I want to thank Kathleen Jesme for inviting me to join this project. Kath and I grew up in the same small town on the Minnesota-Canadian border, a place that still influences, in very different ways, her work and mine. Back then we played flute duets; now we tell our stories. Kathleen’s poetry is luminous and lasting. I am honored that she has chosen me to participate in this project. Her thoughtful and irreverent blog can be found at http://kathleenjesme.blogspot.com/

Next week, two local writers will guest blog at carlahagen.com where they will answer the same 10 questions. They are Julia Klatt-Singer, who writes wonderful poetry and prose and is also a visual artist, and Mary DesJarlais, whose debut novel, Dorie Lavalle, offered a fascinating look into the life of a female bootlegger in the Minnesota of 1928.

So here we go:

  1. What is the working title of your book? 
    I tend to look to music for my titles—my debut novel is Hand Me Down My Walking Cane. The (very) tentative title for the new one, a sequel, is Living on the Road, a favorite line from a song by the late Townes Van Zandt.

  2. Where did you get the idea for the book?
    From the book and the characters that preceded it. I began two contemporary crime novels–criminal law plays a major role in my day job–but the characters and the 1930s kept calling to me. I thought I left the people in the book in a good place, but they beg to differ. They are still restless and itching for new adventures.

  3. What genre does your book fall under?
    Like the last one, it is some hybrid of literary and historical fiction.

  4. Which actors would you choose to play your characters in a movie?
    Here’s my dream cast: Jessica Chastain would play Rose; Gael García Bernal as Emil; Meryl Streep as Hilde, Emil’s mother; Jeremy Irons as Carl Rousseau, Emil’s father; Robert Downey, Jr. as Little Roy; Tantoo Cardinal as Sadie; Sally Field as Hazel; George Clooney as François; Jessica Lange as Minnie; Graham Greene as Joe Beaudette; and as Magnus, Gabriel Byrne.

  5. What is the one-sentence synopsis of your book?
    What do you do after you’re thrown out of the place you love?

  6. Will your book be self-published or represented by an agency?
    Neither, thank you very much! North Star Press, who published Hand Me Down My Walking Cane and has been wonderful to me, is eagerly awaiting Living on the Road.

  7. How long did it take you to write the first draft of your manuscript?
    I am still embroiled in the first draft, so I don’t know yet.

  8. Who are your main influences?
    Writers: Gabriel García Márquez, Louise Erdrich, Carlos Ruiz Zafon, C.J. Sansom (Winter in Madrid), Michael Crummey (Galore). Photographers: Robert Capa, Gerda Taro, Russell Lee (and other FSA, Farm Security Administration, photographers).

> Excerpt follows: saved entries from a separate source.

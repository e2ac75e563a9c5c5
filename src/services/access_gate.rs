//! Access code verification with attempt tracking and lockout
//!
//! The blog's protected reading area sits behind a shared access code.
//! Each client gets a bounded number of wrong guesses inside a rolling
//! window; exhausting them locks the client out for a fixed period.
//! A correct code clears the client's attempt history entirely.
//!
//! Like the rate limiter, state sits behind a store trait with an
//! in-memory default, so the gate carries no database dependency.

use async_trait::async_trait;
use chrono::{DateTime, Duration, Utc};
use std::collections::HashMap;
use std::sync::Arc;
use tokio::sync::RwLock;

/// Per-client failed attempt history
#[derive(Debug, Clone)]
pub struct AttemptRecord {
    /// Failed attempts in the current window
    pub count: u32,
    /// Instant of the most recent failed attempt
    pub last_attempt_at: DateTime<Utc>,
    /// Set once the attempt budget is exhausted
    pub locked_until: Option<DateTime<Utc>>,
}

/// Outcome of an access code verification
#[derive(Debug, Clone, Copy, PartialEq, Eq)]
pub enum AccessOutcome {
    /// Code matched; attempt history cleared
    Granted,
    /// Code did not match
    Denied {
        /// Wrong guesses left before lockout
        remaining: u32,
    },
    /// Client is locked out; the attempt was not evaluated
    LockedOut {
        /// Seconds until the lockout expires
        retry_after_secs: i64,
    },
}

/// Key-value backing store for attempt records
#[async_trait]
pub trait AttemptStore: Send + Sync {
    /// Fetch the record for a client, if any
    async fn get(&self, key: &str) -> Option<AttemptRecord>;

    /// Store or replace the record for a client
    async fn set(&self, key: &str, record: AttemptRecord);

    /// Drop the record for a client
    async fn remove(&self, key: &str);

    /// Drop records idle since before `cutoff` and not currently locked
    async fn expire_before(&self, cutoff: DateTime<Utc>);
}

/// In-memory store backed by a process-wide map
#[derive(Default)]
pub struct InMemoryAttemptStore {
    records: RwLock<HashMap<String, AttemptRecord>>,
}

impl InMemoryAttemptStore {
    /// Create an empty store
    pub fn new() -> Self {
        Self::default()
    }
}

#[async_trait]
impl AttemptStore for InMemoryAttemptStore {
    async fn get(&self, key: &str) -> Option<AttemptRecord> {
        self.records.read().await.get(key).cloned()
    }

    async fn set(&self, key: &str, record: AttemptRecord) {
        self.records.write().await.insert(key.to_string(), record);
    }

    async fn remove(&self, key: &str) {
        self.records.write().await.remove(key);
    }

    async fn expire_before(&self, cutoff: DateTime<Utc>) {
        let now = Utc::now();
        self.records.write().await.retain(|_, record| {
            let locked = record.locked_until.map(|until| until > now).unwrap_or(false);
            locked || record.last_attempt_at >= cutoff
        });
    }
}

/// Access code gate with per-client lockout
pub struct AccessGate {
    store: Arc<dyn AttemptStore>,
    access_code: String,
    max_attempts: u32,
    lockout: Duration,
}

impl AccessGate {
    /// Create a gate with the in-memory store
    pub fn new(access_code: impl Into<String>, max_attempts: u32, lockout_minutes: i64) -> Self {
        Self::with_store(
            Arc::new(InMemoryAttemptStore::new()),
            access_code,
            max_attempts,
            lockout_minutes,
        )
    }

    /// Create a gate over an injected store
    pub fn with_store(
        store: Arc<dyn AttemptStore>,
        access_code: impl Into<String>,
        max_attempts: u32,
        lockout_minutes: i64,
    ) -> Self {
        Self {
            store,
            access_code: access_code.into(),
            max_attempts,
            lockout: Duration::minutes(lockout_minutes),
        }
    }

    /// Verify a submitted code for a client.
    ///
    /// An active lockout short-circuits without evaluating the code or
    /// consuming an attempt. An expired lockout is evicted lazily, as
    /// is a stale attempt window (last failure older than the lockout
    /// period). A correct code clears the record.
    pub async fn verify(&self, client_id: &str, code: &str) -> AccessOutcome {
        let now = Utc::now();

        let mut record = match self.store.get(client_id).await {
            Some(record) => {
                if let Some(locked_until) = record.locked_until {
                    if locked_until > now {
                        let retry_after_secs = (locked_until - now).num_seconds().max(0);
                        return AccessOutcome::LockedOut { retry_after_secs };
                    }
                    // Lockout has lapsed; start over
                    self.store.remove(client_id).await;
                    AttemptRecord {
                        count: 0,
                        last_attempt_at: now,
                        locked_until: None,
                    }
                } else if now - record.last_attempt_at > self.lockout {
                    // Stale window; prior failures no longer count
                    AttemptRecord {
                        count: 0,
                        last_attempt_at: now,
                        locked_until: None,
                    }
                } else {
                    record
                }
            }
            None => AttemptRecord {
                count: 0,
                last_attempt_at: now,
                locked_until: None,
            },
        };

        if code == self.access_code {
            self.store.remove(client_id).await;
            return AccessOutcome::Granted;
        }

        record.count += 1;
        record.last_attempt_at = now;

        if record.count >= self.max_attempts {
            let locked_until = now + self.lockout;
            record.locked_until = Some(locked_until);
            self.store.set(client_id, record).await;
            let retry_after_secs = (locked_until - now).num_seconds().max(0);
            return AccessOutcome::LockedOut { retry_after_secs };
        }

        let remaining = self.max_attempts - record.count;
        self.store.set(client_id, record).await;
        AccessOutcome::Denied { remaining }
    }

    /// Drop stale, unlocked records (called periodically)
    pub async fn cleanup(&self) {
        self.store.expire_before(Utc::now() - self.lockout).await;
    }
}

#[cfg(test)]
mod tests {
    use super::*;

    const CODE: &str = "070605";

    fn gate_with_store() -> (Arc<InMemoryAttemptStore>, AccessGate) {
        let store = Arc::new(InMemoryAttemptStore::new());
        let gate = AccessGate::with_store(store.clone(), CODE, 5, 15);
        (store, gate)
    }

    #[tokio::test]
    async fn test_correct_code_granted() {
        let gate = AccessGate::new(CODE, 5, 15);
        assert_eq!(gate.verify("c", CODE).await, AccessOutcome::Granted);
    }

    #[tokio::test]
    async fn test_wrong_code_counts_down_remaining() {
        let gate = AccessGate::new(CODE, 5, 15);

        assert_eq!(
            gate.verify("c", "000000").await,
            AccessOutcome::Denied { remaining: 4 }
        );
        assert_eq!(
            gate.verify("c", "000000").await,
            AccessOutcome::Denied { remaining: 3 }
        );
    }

    #[tokio::test]
    async fn test_lockout_on_fifth_failure() {
        let gate = AccessGate::new(CODE, 5, 15);

        for _ in 0..4 {
            assert!(matches!(
                gate.verify("c", "wrong").await,
                AccessOutcome::Denied { .. }
            ));
        }

        match gate.verify("c", "wrong").await {
            AccessOutcome::LockedOut { retry_after_secs } => {
                assert!(retry_after_secs > 0 && retry_after_secs <= 15 * 60);
            }
            other => panic!("expected lockout, got {other:?}"),
        }
    }

    #[tokio::test]
    async fn test_locked_out_even_with_correct_code() {
        let gate = AccessGate::new(CODE, 5, 15);

        for _ in 0..5 {
            gate.verify("c", "wrong").await;
        }

        assert!(matches!(
            gate.verify("c", CODE).await,
            AccessOutcome::LockedOut { .. }
        ));
    }

    #[tokio::test]
    async fn test_success_clears_attempt_history() {
        let (store, gate) = gate_with_store();

        gate.verify("c", "wrong").await;
        gate.verify("c", "wrong").await;
        assert_eq!(gate.verify("c", CODE).await, AccessOutcome::Granted);
        assert!(store.get("c").await.is_none());

        // Counter starts fresh after success
        assert_eq!(
            gate.verify("c", "wrong").await,
            AccessOutcome::Denied { remaining: 4 }
        );
    }

    #[tokio::test]
    async fn test_expired_lockout_allows_retry() {
        let (store, gate) = gate_with_store();

        store
            .set(
                "c",
                AttemptRecord {
                    count: 5,
                    last_attempt_at: Utc::now() - Duration::minutes(16),
                    locked_until: Some(Utc::now() - Duration::minutes(1)),
                },
            )
            .await;

        assert_eq!(gate.verify("c", CODE).await, AccessOutcome::Granted);
    }

    #[tokio::test]
    async fn test_stale_failures_reset_counter() {
        let (store, gate) = gate_with_store();

        store
            .set(
                "c",
                AttemptRecord {
                    count: 4,
                    last_attempt_at: Utc::now() - Duration::minutes(16),
                    locked_until: None,
                },
            )
            .await;

        // Old failures no longer count toward lockout
        assert_eq!(
            gate.verify("c", "wrong").await,
            AccessOutcome::Denied { remaining: 4 }
        );
    }

    #[tokio::test]
    async fn test_clients_tracked_independently() {
        let gate = AccessGate::new(CODE, 5, 15);

        for _ in 0..5 {
            gate.verify("a", "wrong").await;
        }

        assert!(matches!(
            gate.verify("a", CODE).await,
            AccessOutcome::LockedOut { .. }
        ));
        assert_eq!(gate.verify("b", CODE).await, AccessOutcome::Granted);
    }

    #[tokio::test]
    async fn test_cleanup_keeps_locked_records() {
        let (store, gate) = gate_with_store();

        store
            .set(
                "locked",
                AttemptRecord {
                    count: 5,
                    last_attempt_at: Utc::now() - Duration::minutes(30),
                    locked_until: Some(Utc::now() + Duration::minutes(5)),
                },
            )
            .await;
        store
            .set(
                "stale",
                AttemptRecord {
                    count: 2,
                    last_attempt_at: Utc::now() - Duration::minutes(30),
                    locked_until: None,
                },
            )
            .await;

        gate.cleanup().await;

        assert!(store.get("locked").await.is_some());
        assert!(store.get("stale").await.is_none());
    }
}
//! Contact message service
//!
//! Validates contact form submissions and persists them for the admin
//! inbox. Validation reports every failing field at once so the form
//! can highlight all of them in a single round trip.

use crate::db::repositories::MessageRepository;
use crate::models::{ContactMessage, FieldError, NewMessageInput};
use anyhow::Context;
use once_cell::sync::Lazy;
use regex::Regex;
use std::sync::Arc;
use thiserror::Error;

/// Minimum sender name length in characters
pub const MIN_NAME_LEN: usize = 2;
/// Maximum sender name length in characters
pub const MAX_NAME_LEN: usize = 50;
/// Minimum message body length in characters
pub const MIN_MESSAGE_LEN: usize = 10;
/// Maximum message body length in characters
pub const MAX_MESSAGE_LEN: usize = 1000;

/// How many messages the admin inbox shows by default
pub const DEFAULT_INBOX_LIMIT: i64 = 50;

static EMAIL_RE: Lazy<Regex> = Lazy::new(|| {
    // Single @ with a dot somewhere in the domain part
    Regex::new(r"^[^\s@]+@[^\s@]+\.[^\s@]+$").unwrap()
});

/// Contact service errors
#[derive(Error, Debug)]
pub enum ContactServiceError {
    /// One or more fields failed validation
    #[error("Validation failed on {} field(s)", .0.len())]
    ValidationError(Vec<FieldError>),

    /// Internal error
    #[error("Internal error: {0}")]
    InternalError(#[from] anyhow::Error),
}

/// Contact message service
pub struct ContactService {
    repo: Arc<dyn MessageRepository>,
}

impl ContactService {
    /// Create a new contact service
    pub fn new(repo: Arc<dyn MessageRepository>) -> Self {
        Self { repo }
    }

    /// Validate and persist a contact form submission
    ///
    /// # Errors
    /// - `ValidationError` with one entry per failing field
    pub async fn submit(
        &self,
        input: NewMessageInput,
    ) -> Result<ContactMessage, ContactServiceError> {
        let errors = validate_message_input(&input);
        if !errors.is_empty() {
            return Err(ContactServiceError::ValidationError(errors));
        }

        let message = ContactMessage::from_input(input);
        self.repo
            .create(&message)
            .await
            .context("Failed to store contact message")?;

        tracing::info!(message_id = %message.id, "Contact message received");
        Ok(message)
    }

    /// Fetch the most recent messages, newest first
    pub async fn list_recent(
        &self,
        limit: Option<i64>,
    ) -> Result<Vec<ContactMessage>, ContactServiceError> {
        let limit = limit.unwrap_or(DEFAULT_INBOX_LIMIT).clamp(1, 500);
        let messages = self
            .repo
            .list_recent(limit)
            .await
            .context("Failed to list contact messages")?;
        Ok(messages)
    }
}

/// Check every field and collect all failures
pub fn validate_message_input(input: &NewMessageInput) -> Vec<FieldError> {
    let mut errors = Vec::new();

    let name_len = input.name.trim().chars().count();
    if name_len < MIN_NAME_LEN {
        errors.push(FieldError::new(
            "name",
            format!("Name must be at least {MIN_NAME_LEN} characters"),
        ));
    } else if name_len > MAX_NAME_LEN {
        errors.push(FieldError::new(
            "name",
            format!("Name cannot exceed {MAX_NAME_LEN} characters"),
        ));
    }

    if !EMAIL_RE.is_match(input.email.trim()) {
        errors.push(FieldError::new("email", "Invalid email address"));
    }

    let message_len = input.message.trim().chars().count();
    if message_len < MIN_MESSAGE_LEN {
        errors.push(FieldError::new(
            "message",
            format!("Message must be at least {MIN_MESSAGE_LEN} characters"),
        ));
    } else if message_len > MAX_MESSAGE_LEN {
        errors.push(FieldError::new(
            "message",
            format!("Message cannot exceed {MAX_MESSAGE_LEN} characters"),
        ));
    }

    errors
}
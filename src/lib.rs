//! blogd - portfolio blog service
//!
//! This library provides the blog content, contact intake, and admin
//! access-gate functionality behind the portfolio site's API.

pub mod api;
pub mod config;
pub mod db;
pub mod models;
pub mod services;
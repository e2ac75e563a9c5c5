//! API layer - HTTP handlers and routing
//!
//! This module contains all HTTP API endpoints for the blog backend:
//! - Post API endpoints (public reads, admin mutations)
//! - Access verification endpoint
//! - Contact form and admin inbox endpoints
//! - Health check

pub mod auth;
pub mod contact;
pub mod middleware;
pub mod posts;

use anyhow::Context;
use axum::{
    extract::State,
    http::{header, HeaderName, HeaderValue, Method},
    middleware as axum_middleware,
    routing::get,
    Json, Router,
};
use tower_http::cors::CorsLayer;
use tower_http::trace::TraceLayer;

pub use middleware::{ApiError, AppState, ADMIN_TOKEN_HEADER};

/// GET /api/health - Liveness check including a database ping
async fn health(State(state): State<AppState>) -> Result<Json<serde_json::Value>, ApiError> {
    state.pool.ping().await.map_err(|e| {
        tracing::error!(error = %e, "Health check database ping failed");
        ApiError::internal_error("Service unhealthy")
    })?;

    Ok(Json(serde_json::json!({"status": "ok"})))
}

/// Build the main API router
pub fn build_api_router(state: AppState) -> Router<AppState> {
    // Admin routes (need the admin token header)
    let admin_routes = Router::new()
        .nest("/blog", posts::protected_router())
        .nest("/messages", contact::admin_router())
        .route_layer(axum_middleware::from_fn_with_state(
            state,
            middleware::require_admin,
        ));

    // Public routes
    Router::new()
        .route("/health", get(health))
        .nest("/blog", posts::public_router())
        .nest("/auth", auth::router())
        .nest("/contact", contact::public_router())
        .merge(admin_routes)
}

/// Build the complete router with middleware
pub fn build_router(state: AppState, cors_origin: &str) -> anyhow::Result<Router> {
    let cors = CorsLayer::new()
        .allow_origin(
            cors_origin
                .parse::<HeaderValue>()
                .context("Invalid CORS origin")?,
        )
        .allow_methods([Method::GET, Method::POST, Method::PUT, Method::DELETE])
        .allow_headers([
            header::CONTENT_TYPE,
            HeaderName::from_static(ADMIN_TOKEN_HEADER),
        ]);

    Ok(Router::new()
        .nest("/api", build_api_router(state.clone()))
        .layer(axum_middleware::from_fn(middleware::resolve_client_addr))
        .layer(cors)
        .layer(TraceLayer::new_for_http())
        .with_state(state))
}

  9. Who or what inspired you to write this book?
    The preceding book and my ongoing fascination with the 1930s, including the Spanish Civil War, and the people who lived those times (see # 2).

  10. What else about the book may pique the readers’ interest?
    If you, like me, are intrigued by lost people, lost places, lost causes and stories not yet written about, then you will want to read my book.